*** Opening of DATA SUPPLIED ***
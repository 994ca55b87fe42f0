//! Engine configuration that downstream crates can serialize/deserialize.

use std::fmt;
use std::str::FromStr;

use serde::{Deserialize, Serialize};

use crate::budget::MemoryBudget;
use crate::error::{Error, Result};

/// Which merge strategy Phase 1 uses to collapse runs.
#[derive(Debug, Clone, Copy, PartialEq, Eq, Default, Serialize, Deserialize)]
#[serde(rename_all = "lowercase")]
pub enum StrategyKind {
    /// Bounded fan-in k-way merge over a min-heap.
    #[default]
    Kway,
    /// Adjacent pairs merged with a two-pointer merge.
    Pairwise,
}

impl StrategyKind {
    pub fn as_str(self) -> &'static str {
        match self {
            StrategyKind::Kway => "kway",
            StrategyKind::Pairwise => "pairwise",
        }
    }
}

impl fmt::Display for StrategyKind {
    fn fmt(&self, f: &mut fmt::Formatter<'_>) -> fmt::Result {
        f.write_str(self.as_str())
    }
}

impl FromStr for StrategyKind {
    type Err = Error;

    fn from_str(s: &str) -> Result<Self> {
        match s.trim().to_ascii_lowercase().as_str() {
            "kway" | "k-way" => Ok(StrategyKind::Kway),
            "pairwise" | "two-way" => Ok(StrategyKind::Pairwise),
            other => Err(Error::Config(format!("unknown merge strategy '{other}'"))),
        }
    }
}

#[derive(Debug, Clone, Serialize, Deserialize)]
pub struct EngineConfig {
    /// Memory limit (bytes) the record budget and fan-in are derived from.
    pub mem_limit_bytes: u64,

    /// Directory for run files and other scratch artifacts.
    pub scratch_dir: String,

    /// Merge strategy for Phase 1.
    pub strategy: StrategyKind,

    /// Buffer bag-union output lines in memory and write them once at the end,
    /// instead of streaming them to the output file.
    pub buffered_output: bool,
}

impl Default for EngineConfig {
    fn default() -> Self {
        Self {
            mem_limit_bytes: 64 * 1024 * 1024, // 64 MiB default
            scratch_dir: std::env::temp_dir()
                .join("bagunion-scratch")
                .to_string_lossy()
                .into_owned(),
            strategy: StrategyKind::Kway,
            buffered_output: false,
        }
    }
}

impl EngineConfig {
    /// Create a config from environment variables, falling back to defaults.
    ///
    /// Environment variables:
    /// - `BAGUNION_MEM_LIMIT_BYTES`: memory limit in bytes
    /// - `BAGUNION_SCRATCH_DIR`: scratch directory for run files
    /// - `BAGUNION_STRATEGY`: `kway` or `pairwise`
    /// - `BAGUNION_BUFFERED_OUTPUT`: `1`/`true` to buffer union output
    pub fn from_env() -> Self {
        Self::from_lookup(|key| std::env::var(key).ok())
    }

    /// Same as [`from_env`](Self::from_env) but reading from an arbitrary source.
    /// Unparseable values are ignored.
    pub fn from_lookup<F>(lookup: F) -> Self
    where
        F: Fn(&str) -> Option<String>,
    {
        let mut cfg = Self::default();

        if let Some(s) = lookup("BAGUNION_MEM_LIMIT_BYTES") {
            if let Ok(v) = s.trim().parse::<u64>() {
                cfg.mem_limit_bytes = v;
            }
        }

        if let Some(s) = lookup("BAGUNION_SCRATCH_DIR") {
            if !s.trim().is_empty() {
                cfg.scratch_dir = s;
            }
        }

        if let Some(s) = lookup("BAGUNION_STRATEGY") {
            if let Ok(v) = s.parse::<StrategyKind>() {
                cfg.strategy = v;
            }
        }

        if let Some(s) = lookup("BAGUNION_BUFFERED_OUTPUT") {
            cfg.buffered_output = matches!(s.trim(), "1" | "true" | "yes");
        }

        cfg
    }

    pub fn validate(&self) -> Result<()> {
        if self.mem_limit_bytes == 0 {
            return Err(Error::Config("mem_limit_bytes must be > 0".into()));
        }
        if self.scratch_dir.trim().is_empty() {
            return Err(Error::Config("scratch_dir must not be empty".into()));
        }
        Ok(())
    }

    /// Record budget and fan-in for this config.
    pub fn budget(&self) -> MemoryBudget {
        MemoryBudget::from_limit(self.mem_limit_bytes)
    }
}
use std::fs;
use std::path::{Path, PathBuf};

use bagunion_core::record::Record;
use bagunion_io::buf::{RecordReader, RecordWriter};
use bagunion_mem::spill::{RunMeta, RunStore};
use bagunion_mem::tracking::IoCostTracker;

/// Fresh, empty directory under the system temp dir.
pub fn scratch(name: &str) -> PathBuf {
    let dir = std::env::temp_dir().join(format!("bagunion-ops-{name}"));
    let _ = fs::remove_dir_all(&dir);
    fs::create_dir_all(&dir).unwrap();
    dir
}

pub fn rec(id: &str) -> Record {
    Record::from_fields([id, "Sarah", "Clark", "555", "101", "123456789", "Guy Street"])
        .unwrap()
}

pub fn sample_lines(ids: &[&str]) -> Vec<String> {
    ids.iter().map(|id| rec(id).into_string()).collect()
}

pub fn write_lines(path: &Path, lines: &[String]) {
    let mut body = String::new();
    for l in lines {
        body.push_str(l);
        body.push('\n');
    }
    fs::write(path, body).unwrap();
}

pub fn read_run(path: &Path) -> Vec<Record> {
    let mut io = IoCostTracker::new();
    let mut r = RecordReader::open(path).unwrap();
    let mut out = Vec::new();
    while let Some(rec) = r.next_record(&mut io).unwrap() {
        out.push(rec);
    }
    out
}

/// Write `ids` (sorted) as a registered run in `store`.
pub fn make_run(store: &mut RunStore, ids: &[&str]) -> RunMeta {
    let mut records: Vec<Record> = ids.iter().map(|id| rec(id)).collect();
    records.sort();
    let mut io = IoCostTracker::new();
    let (id, name, path) = store.allocate();
    let mut w = RecordWriter::create(&path).unwrap();
    for r in &records {
        w.write_record(r, &mut io).unwrap();
    }
    let (path, n) = w.finish().unwrap();
    store.register(id, name, path, n)
}
//! Fixed-width record codec.
//!
//! A record is seven positional fields laid out back to back:
//!
//! ```text
//! [ id: 8 ][ first: 10 ][ last: 10 ][ dept: 3 ][ prog: 3 ][ sin: 9 ][ address: 56 ]
//! ```
//!
//! Numeric fields are stored zero-left-padded, text fields space-right-padded.
//! The concatenation of the canonical fields is both the on-disk line and the
//! sort key; two records are equal iff their canonical forms are equal, and
//! they order byte-wise over that form.

use std::cmp::Ordering;
use std::fmt;
use std::str::FromStr;

use crate::error::{Error, Result};

#[derive(Debug, Clone, Copy, PartialEq, Eq)]
pub enum FieldKind {
    /// Spaces removed, zero-left-padded, rightmost digits kept when too long.
    Numeric,
    /// Trailing spaces trimmed, space-right-padded, truncated when too long.
    Text,
}

#[derive(Debug, Clone, Copy)]
pub struct FieldSpec {
    pub name: &'static str,
    pub width: usize,
    pub kind: FieldKind,
}

pub const FIELDS: [FieldSpec; 7] = [
    FieldSpec { name: "student_id", width: 8, kind: FieldKind::Numeric },
    FieldSpec { name: "first_name", width: 10, kind: FieldKind::Text },
    FieldSpec { name: "last_name", width: 10, kind: FieldKind::Text },
    FieldSpec { name: "department", width: 3, kind: FieldKind::Numeric },
    FieldSpec { name: "program", width: 3, kind: FieldKind::Numeric },
    FieldSpec { name: "sin", width: 9, kind: FieldKind::Numeric },
    FieldSpec { name: "address", width: 56, kind: FieldKind::Text },
];

/// Total width of a canonical record, in characters.
pub const RECORD_WIDTH: usize = total_width(&FIELDS);

const fn total_width(fields: &[FieldSpec]) -> usize {
    let mut sum = 0;
    let mut i = 0;
    while i < fields.len() {
        sum += fields[i].width;
        i += 1;
    }
    sum
}

/// An immutable record in canonical form.
#[derive(Debug, Clone, PartialEq, Eq, Hash)]
pub struct Record {
    canonical: String,
}

impl Record {
    /// Decode one input line.
    ///
    /// A trailing `\r` (and a stray `\n`) is dropped before the width check;
    /// characters past `RECORD_WIDTH` are ignored.
    pub fn decode(line: &str) -> Result<Self> {
        let line = line.strip_suffix('\n').unwrap_or(line);
        let line = line.strip_suffix('\r').unwrap_or(line);

        let len = if line.is_ascii() {
            line.len()
        } else {
            line.chars().count()
        };
        if len < RECORD_WIDTH {
            return Err(Error::MalformedRecord {
                len,
                expected: RECORD_WIDTH,
            });
        }

        let mut raw = [""; FIELDS.len()];
        let mut rest = line;
        for (slot, spec) in raw.iter_mut().zip(FIELDS.iter()) {
            let (head, tail) = split_chars(rest, spec.width);
            *slot = head;
            rest = tail;
        }
        Self::assemble(&raw)
    }

    /// Build a record from raw field values, canonicalizing each one.
    pub fn from_fields(fields: [&str; 7]) -> Result<Self> {
        Self::assemble(&fields)
    }

    fn assemble(raw: &[&str]) -> Result<Self> {
        let mut canonical = String::with_capacity(RECORD_WIDTH);
        for (value, spec) in raw.iter().zip(FIELDS.iter()) {
            match spec.kind {
                FieldKind::Numeric => push_numeric(&mut canonical, value, spec.width),
                FieldKind::Text => push_text(&mut canonical, value, spec.width),
            }
        }

        let width = canonical.chars().count();
        if width != RECORD_WIDTH {
            return Err(Error::Invariant(format!(
                "serialized record width {width} != {RECORD_WIDTH}"
            )));
        }
        Ok(Self { canonical })
    }

    /// The canonical serialized form (exactly `RECORD_WIDTH` characters).
    pub fn encode(&self) -> &str {
        &self.canonical
    }

    pub fn into_string(self) -> String {
        self.canonical
    }

    /// Byte-wise comparison of canonical forms.
    pub fn compare(a: &Record, b: &Record) -> Ordering {
        a.canonical.as_bytes().cmp(b.canonical.as_bytes())
    }

    /// Canonical value of the field at `idx` (see [`FIELDS`]).
    pub fn field(&self, idx: usize) -> Option<&str> {
        let spec = FIELDS.get(idx)?;
        let start: usize = FIELDS[..idx].iter().map(|f| f.width).sum();
        let (_, rest) = split_chars(&self.canonical, start);
        let (value, _) = split_chars(rest, spec.width);
        Some(value)
    }

    pub fn student_id(&self) -> &str {
        self.field(0).unwrap_or_default()
    }

    pub fn first_name(&self) -> &str {
        self.field(1).unwrap_or_default()
    }

    pub fn last_name(&self) -> &str {
        self.field(2).unwrap_or_default()
    }

    pub fn department(&self) -> &str {
        self.field(3).unwrap_or_default()
    }

    pub fn program(&self) -> &str {
        self.field(4).unwrap_or_default()
    }

    pub fn sin(&self) -> &str {
        self.field(5).unwrap_or_default()
    }

    pub fn address(&self) -> &str {
        self.field(6).unwrap_or_default()
    }
}

impl Ord for Record {
    fn cmp(&self, other: &Self) -> Ordering {
        Record::compare(self, other)
    }
}

impl PartialOrd for Record {
    fn partial_cmp(&self, other: &Self) -> Option<Ordering> {
        Some(self.cmp(other))
    }
}

impl fmt::Display for Record {
    fn fmt(&self, f: &mut fmt::Formatter<'_>) -> fmt::Result {
        f.write_str(&self.canonical)
    }
}

impl FromStr for Record {
    type Err = Error;

    fn from_str(s: &str) -> Result<Self> {
        Record::decode(s)
    }
}

impl AsRef<str> for Record {
    fn as_ref(&self) -> &str {
        &self.canonical
    }
}

/// Split `s` after `n` characters. Returns `(s, "")` if `s` is shorter.
fn split_chars(s: &str, n: usize) -> (&str, &str) {
    if s.is_ascii() {
        return s.split_at(n.min(s.len()));
    }
    match s.char_indices().nth(n) {
        Some((idx, _)) => s.split_at(idx),
        None => (s, ""),
    }
}

fn push_numeric(out: &mut String, value: &str, width: usize) {
    let digits: Vec<char> = value.chars().filter(|c| *c != ' ').collect();
    if digits.len() > width {
        out.extend(&digits[digits.len() - width..]);
    } else {
        out.extend(std::iter::repeat('0').take(width - digits.len()));
        out.extend(digits);
    }
}

fn push_text(out: &mut String, value: &str, width: usize) {
    let trimmed = value.trim_end_matches(' ');
    let mut written = 0;
    for c in trimmed.chars().take(width) {
        out.push(c);
        written += 1;
    }
    out.extend(std::iter::repeat(' ').take(width - written));
}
*** Close of DATA SUPPLIED ***
Starting at the first line of the data above, retype each line exactly until you reach the line containing "pub struct EngineConfig", and include that line too.

repository 994ca55b87fe42f0
//! Engine configuration that downstream crates can serialize/deserialize.

use std::fmt;
use std::str::FromStr;

use serde::{Deserialize, Serialize};

use crate::budget::MemoryBudget;
use crate::error::{Error, Result};

/// Which merge strategy Phase 1 uses to collapse runs.
#[derive(Debug, Clone, Copy, PartialEq, Eq, Default, Serialize, Deserialize)]
#[serde(rename_all = "lowercase")]
pub enum StrategyKind {
    /// Bounded fan-in k-way merge over a min-heap.
    #[default]
    Kway,
    /// Adjacent pairs merged with a two-pointer merge.
    Pairwise,
}

impl StrategyKind {
    pub fn as_str(self) -> &'static str {
        match self {
            StrategyKind::Kway => "kway",
            StrategyKind::Pairwise => "pairwise",
        }
    }
}

impl fmt::Display for StrategyKind {
    fn fmt(&self, f: &mut fmt::Formatter<'_>) -> fmt::Result {
        f.write_str(self.as_str())
    }
}

impl FromStr for StrategyKind {
    type Err = Error;

    fn from_str(s: &str) -> Result<Self> {
        match s.trim().to_ascii_lowercase().as_str() {
            "kway" | "k-way" => Ok(StrategyKind::Kway),
            "pairwise" | "two-way" => Ok(StrategyKind::Pairwise),
            other => Err(Error::Config(format!("unknown merge strategy '{other}'"))),
        }
    }
}

#[derive(Debug, Clone, Serialize, Deserialize)]
pub struct EngineConfig {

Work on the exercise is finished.